Adenocarcinoma is a malignant tumor originating from the salivary gland epithelium, with variable structures but no residual components of pleomorphic adenoma. It accounts for 9% of salivary gland epithelial tumors and is one of the more aggressive types among salivary gland malignancies.

bubble_chart Pathological Changes

(1) Gross Morphology The tumor is round or oval in shape, mostly without a complete capsule. The texture is moderately firm, and the cut surface appears grayish-white.

(2) Microscopic Examination Tumor cells exhibit significant atypia and variable structures. Some are arranged in solid masses or small cord-like patterns, while others show glandular lumen formation or tubular or gland-like structures. Generally, those with glandular lumen-like structures are considered to have a higher degree of differentiation and lower malignancy. The amount of connective tissue between small cords and clusters varies; when abundant, it resembles scirrhous carcinoma, whereas cases with sparse stroma and abundant cancer cells may be termed medullary carcinoma.

(3) Biological Characteristics Adenocarcinoma is highly invasive and exhibits destructive growth patterns. It tends to invade blood vessel and lymphatic walls, leading to a higher incidence of hematogenous and lymphatic metastasis.

bubble_chart Clinical Manifestations

Adenocarcinoma mainly occurs in the parotid gland and minor salivary glands of the palate, and is more common in middle-aged and elderly patients.

Adenocarcinoma grows relatively quickly and has a short disease course. The tumor exhibits invasive growth, often with unclear boundaries from normal tissue, poor mobility, or even fixation. In advanced stages, it may invade the skin, muscles, nerves, and bone tissue, leading to symptoms such as ulcers on the tumor surface, pain, and difficulty opening the mouth. When occurring in the parotid gland, it may adhere and fixate to the external auditory canal, temporal bone, and mandible; when occurring in the submandibular gland, it may fixate to the floor of the mouth and mandible.

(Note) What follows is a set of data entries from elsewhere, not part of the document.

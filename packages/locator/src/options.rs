//! Reference/value option lists.
//!
//! An option list is a whitespace separated run of `reference = value`
//! tokens:
//!
//! ```text
//! stream = File name = '/tmp/my file' mode = 'READ_ONLY'
//! ```
//!
//! References match `[A-Za-z0-9$_]+`. Unquoted values are runs of
//! alphanumerics and `$ . / : _ -`. Single-quoted values may contain
//! anything except an unescaped closing quote (`\'` inserts a quote,
//! `\\` a backslash).

use std::fmt;
use std::str::FromStr;

use crate::flags::{evaluate_flags, parse_number};
use crate::LocatorError;

/// An ordered list of reference/value pairs.
///
/// Lookups are case-insensitive and return the first matching pair.
#[derive(Debug, Clone, Default, PartialEq, Eq)]
pub struct Options {
    pairs: Vec<(String, String)>,
}

fn is_space(c: u8) -> bool {
    matches!(c, b' ' | b'\t' | b'\r' | b'\n' | 0x0b)
}

fn is_reference_char(c: u8) -> bool {
    c.is_ascii_alphanumeric() || c == b'$' || c == b'_'
}

fn is_admitted_char(c: u8) -> bool {
    if c.is_ascii_alphanumeric() || matches!(c, b'$' | b'.' | b'/' | b':' | b'_' | b'-') {
        return true;
    }
    cfg!(windows) && c == b'\\'
}

impl Options {
    /// Create an empty option list.
    pub fn new() -> Self {
        Self::default()
    }

    /// Parse an option list.
    ///
    /// Parsing stops quietly at the first character that cannot start a
    /// reference; everything before it is kept.
    ///
    /// # Examples
    ///
    /// ```rust
    /// use channelfs_locator::Options;
    ///
    /// let options = Options::parse("port = 5000 reuseAddr=1 host='localhost'").unwrap();
    /// assert_eq!(options.get("PORT"), Some("5000"));
    /// assert_eq!(options.get("reuseaddr"), Some("1"));
    /// assert_eq!(options.get("host"), Some("localhost"));
    /// ```
    pub fn parse(input: &str) -> Result<Self, LocatorError> {
        let bytes = input.as_bytes();
        let mut pos = 0;
        let mut options = Options::new();

        loop {
            while pos < bytes.len() && is_space(bytes[pos]) {
                pos += 1;
            }
            if pos >= bytes.len() {
                break;
            }
            if !is_reference_char(bytes[pos]) {
                log::debug!(
                    "option list ends at position {} on {:?}",
                    pos,
                    &input[pos..]
                );
                break;
            }

            let start = pos;
            while pos < bytes.len() && is_reference_char(bytes[pos]) {
                pos += 1;
            }
            let reference = &input[start..pos];

            while pos < bytes.len() && is_space(bytes[pos]) {
                pos += 1;
            }
            if bytes.get(pos) != Some(&b'=') {
                return Err(LocatorError::MissingEquals {
                    reference: reference.to_string(),
                    position: pos,
                });
            }
            pos += 1;
            while pos < bytes.len() && is_space(bytes[pos]) {
                pos += 1;
            }

            let value = if bytes.get(pos) == Some(&b'\'') {
                let (value, next) = Self::quoted_value(input, pos, reference)?;
                pos = next;
                value
            } else {
                let start = pos;
                while pos < bytes.len() && is_admitted_char(bytes[pos]) {
                    pos += 1;
                }
                if start == pos {
                    return Err(LocatorError::EmptyValue {
                        reference: reference.to_string(),
                    });
                }
                input[start..pos].to_string()
            };

            options.push(reference, value);
        }

        Ok(options)
    }

    /// Read a single-quoted value starting at the opening quote.
    ///
    /// `\'` and `\\` stand for a quote and a backslash; any other backslash
    /// is kept as written. Returns the unescaped value and the position
    /// after the closing quote.
    fn quoted_value(
        input: &str,
        open: usize,
        reference: &str,
    ) -> Result<(String, usize), LocatorError> {
        let mut value = String::new();
        let mut chars = input[open + 1..].char_indices();

        while let Some((offset, c)) = chars.next() {
            match c {
                '\'' => return Ok((value, open + 1 + offset + 1)),
                '\\' => match chars.next() {
                    Some((_, '\'')) => value.push('\''),
                    Some((_, '\\')) => value.push('\\'),
                    Some((_, other)) => {
                        value.push('\\');
                        value.push(other);
                    }
                    None => value.push('\\'),
                },
                _ => value.push(c),
            }
        }

        Err(LocatorError::UnterminatedQuote {
            reference: reference.to_string(),
            position: open,
        })
    }

    /// Append a pair. Earlier pairs win on lookup.
    pub fn push(&mut self, reference: impl Into<String>, value: impl Into<String>) {
        self.pairs.push((reference.into(), value.into()));
    }

    /// Append every pair of `other`.
    pub fn extend(&mut self, other: Options) {
        self.pairs.extend(other.pairs);
    }

    /// Look up the value of a reference.
    pub fn get(&self, reference: &str) -> Option<&str> {
        self.pairs
            .iter()
            .find(|(name, _)| name.eq_ignore_ascii_case(reference))
            .map(|(_, value)| value.as_str())
    }

    /// Check whether a reference is present.
    pub fn contains(&self, reference: &str) -> bool {
        self.get(reference).is_some()
    }

    /// Look up a value and decode it as a numeric literal.
    pub fn get_number(&self, reference: &str) -> Result<Option<i64>, LocatorError> {
        self.get(reference).map(parse_number).transpose()
    }

    /// Look up a value and parse it with [`FromStr`].
    pub fn get_parsed<T: FromStr>(&self, reference: &str) -> Result<Option<T>, LocatorError> {
        self.get(reference)
            .map(|value| {
                value.parse::<T>().map_err(|_| LocatorError::InvalidValue {
                    reference: reference.to_string(),
                    value: value.to_string(),
                })
            })
            .transpose()
    }

    /// Look up a boolean switch.
    ///
    /// `1`, `true`, `yes` and `on` are true, `0`, `false`, `no` and `off`
    /// are false (case-insensitive).
    pub fn get_bool(&self, reference: &str) -> Result<Option<bool>, LocatorError> {
        self.get(reference)
            .map(|value| match value.to_ascii_lowercase().as_str() {
                "1" | "true" | "yes" | "on" => Ok(true),
                "0" | "false" | "no" | "off" => Ok(false),
                _ => Err(LocatorError::InvalidValue {
                    reference: reference.to_string(),
                    value: value.to_string(),
                }),
            })
            .transpose()
    }

    /// Look up a value and evaluate it as a flag expression.
    pub fn get_flags<F>(&self, reference: &str, lookup: F) -> Result<Option<u64>, LocatorError>
    where
        F: Fn(&str) -> Option<u64>,
    {
        self.get(reference)
            .map(|value| evaluate_flags(value, lookup))
            .transpose()
    }

    pub fn len(&self) -> usize {
        self.pairs.len()
    }

    pub fn is_empty(&self) -> bool {
        self.pairs.is_empty()
    }

    /// Iterate over `(reference, value)` pairs in order.
    pub fn iter(&self) -> impl Iterator<Item = (&str, &str)> {
        self.pairs.iter().map(|(r, v)| (r.as_str(), v.as_str()))
    }
}

impl FromStr for Options {
    type Err = LocatorError;

    fn from_str(s: &str) -> Result<Self, Self::Err> {
        Options::parse(s)
    }
}

impl fmt::Display for Options {
    /// Renders a list that [`Options::parse`] reads back unchanged.
    fn fmt(&self, f: &mut fmt::Formatter<'_>) -> fmt::Result {
        for (i, (reference, value)) in self.pairs.iter().enumerate() {
            if i > 0 {
                write!(f, " ")?;
            }
            if !value.is_empty() && value.bytes().all(is_admitted_char) {
                write!(f, "{}={}", reference, value)?;
            } else {
                let escaped = value.replace('\\', "\\\\").replace('\'', "\\'");
                write!(f, "{}='{}'", reference, escaped)?;
            }
        }
        Ok(())
    }
}

impl<R: Into<String>, V: Into<String>> FromIterator<(R, V)> for Options {
    fn from_iter<I: IntoIterator<Item = (R, V)>>(iter: I) -> Self {
        Options {
            pairs: iter
                .into_iter()
                .map(|(r, v)| (r.into(), v.into()))
                .collect(),
        }
    }
}
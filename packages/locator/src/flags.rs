//! Numeric literals and symbolic flag expressions.
//!
//! A flag expression combines symbols and numeric literals with the binary
//! operators `&`, `|` and `^`. There is no precedence: operators apply
//! strictly left to right, so `A & B ^ C | D` is `((A & B) ^ C) | D`.

use crate::LocatorError;

/// Decode a numeric literal.
///
/// Accepts an optional sign followed by a `0x`/`0X` hexadecimal, a
/// leading-zero octal or a decimal number.
///
/// # Examples
///
/// ```rust
/// use channelfs_locator::parse_number;
///
/// assert_eq!(parse_number("0x1F").unwrap(), 31);
/// assert_eq!(parse_number("0644").unwrap(), 0o644);
/// assert_eq!(parse_number("-12").unwrap(), -12);
/// ```
pub fn parse_number(literal: &str) -> Result<i64, LocatorError> {
    let invalid = || LocatorError::InvalidNumber {
        literal: literal.to_string(),
    };

    let trimmed = literal.trim();
    let (negative, digits) = match trimmed.as_bytes().first() {
        Some(b'-') => (true, &trimmed[1..]),
        Some(b'+') => (false, &trimmed[1..]),
        _ => (false, trimmed),
    };

    if digits.is_empty() {
        return Err(invalid());
    }

    let (radix, body) = if let Some(hex) = digits
        .strip_prefix("0x")
        .or_else(|| digits.strip_prefix("0X"))
    {
        (16, hex)
    } else if digits.len() > 1 && digits.starts_with('0') {
        (8, &digits[1..])
    } else {
        (10, digits)
    };

    // from_str_radix would accept a second sign
    if body.is_empty() || !body.chars().all(|c| c.is_digit(radix)) {
        return Err(invalid());
    }

    let magnitude = u64::from_str_radix(body, radix).map_err(|_| invalid())?;
    let value = magnitude as i64;
    Ok(if negative { value.wrapping_neg() } else { value })
}

#[derive(Debug, Clone, Copy, PartialEq, Eq)]
enum Operator {
    And,
    Or,
    Xor,
}

impl Operator {
    fn apply(self, lhs: u64, rhs: u64) -> u64 {
        match self {
            Operator::And => lhs & rhs,
            Operator::Or => lhs | rhs,
            Operator::Xor => lhs ^ rhs,
        }
    }
}

fn is_symbol_char(c: u8) -> bool {
    c.is_ascii_alphanumeric() || c == b'_' || c == b'$'
}

/// Evaluate a flag expression.
///
/// Symbols are resolved with `lookup`; numeric operands use the literal
/// grammar of [`parse_number`]. Negative literals are taken as their
/// two's-complement bit pattern.
///
/// # Examples
///
/// ```rust
/// use channelfs_locator::evaluate_flags;
///
/// let table = |name: &str| match name {
///     "A" => Some(0b110),
///     "B" => Some(0b011),
///     "C" => Some(0b001),
///     _ => None,
/// };
///
/// // (A | B) & C, not A | (B & C)
/// assert_eq!(evaluate_flags("A | B & C", table).unwrap(), 0b001);
/// ```
pub fn evaluate_flags<F>(expression: &str, lookup: F) -> Result<u64, LocatorError>
where
    F: Fn(&str) -> Option<u64>,
{
    let bytes = expression.as_bytes();
    let mut pos = 0;
    let mut acc: Option<u64> = None;
    let mut pending: Option<Operator> = None;

    while pos < bytes.len() {
        let c = bytes[pos];

        if c.is_ascii_whitespace() {
            pos += 1;
            continue;
        }

        let operator = match c {
            b'&' => Some(Operator::And),
            b'|' => Some(Operator::Or),
            b'^' => Some(Operator::Xor),
            _ => None,
        };

        if let Some(op) = operator {
            if acc.is_none() || pending.is_some() {
                return Err(LocatorError::MissingOperand { position: pos });
            }
            pending = Some(op);
            pos += 1;
            continue;
        }

        let start = pos;
        let operand = if c == b'-' || c == b'+' || c.is_ascii_digit() {
            pos += 1;
            while pos < bytes.len() && bytes[pos].is_ascii_alphanumeric() {
                pos += 1;
            }
            parse_number(&expression[start..pos])? as u64
        } else if is_symbol_char(c) {
            while pos < bytes.len() && is_symbol_char(bytes[pos]) {
                pos += 1;
            }
            let symbol = &expression[start..pos];
            lookup(symbol).ok_or_else(|| LocatorError::UnknownSymbol {
                symbol: symbol.to_string(),
            })?
        } else {
            let operator = expression[pos..].chars().next().unwrap_or('?');
            return Err(LocatorError::UnexpectedOperator {
                operator,
                position: pos,
            });
        };

        acc = Some(match (acc, pending.take()) {
            (None, _) => operand,
            (Some(lhs), Some(op)) => op.apply(lhs, operand),
            (Some(_), None) => return Err(LocatorError::MissingOperator { position: start }),
        });
    }

    match (acc, pending) {
        (Some(value), None) => Ok(value),
        _ => Err(LocatorError::MissingOperand { position: pos }),
    }
}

bubble_chart Treatment Measures

Due to the infiltrative growth pattern of adenocarcinoma, extensive wide excision should be performed. The lymph node metastasis rate of adenocarcinoma is relatively high, reaching up to 36-47%, so radical or selective neck dissection should be performed simultaneously with the removal of the primary lesion. Regarding the management of the facial nerve, whether facial nerve paralysis has occurred or not, sacrificing the facial nerve is necessary to ensure complete tumor resection. Intraoperative frozen section pathology should be used to examine the surgical margins for residual tumor cells.

Adenocarcinoma is not sensitive to radiation, so radiation therapy alone is not suitable, but postoperative adjuvant therapy may improve outcomes. For advanced-stage cases where surgery is not feasible, palliative radiotherapy can provide some control, though it cannot achieve curative results. Postoperative adjuvant chemotherapy may also be employed.

bubble_chart Prognosis

Adenocarcinoma has a high rate of lymph node metastasis, is prone to recurrence, and has a poor prognosis. Lin Guochu reported 68 cases of adenocarcinoma, with 5-year and 10-year cure rates of 43.9% and 29.0%, respectively.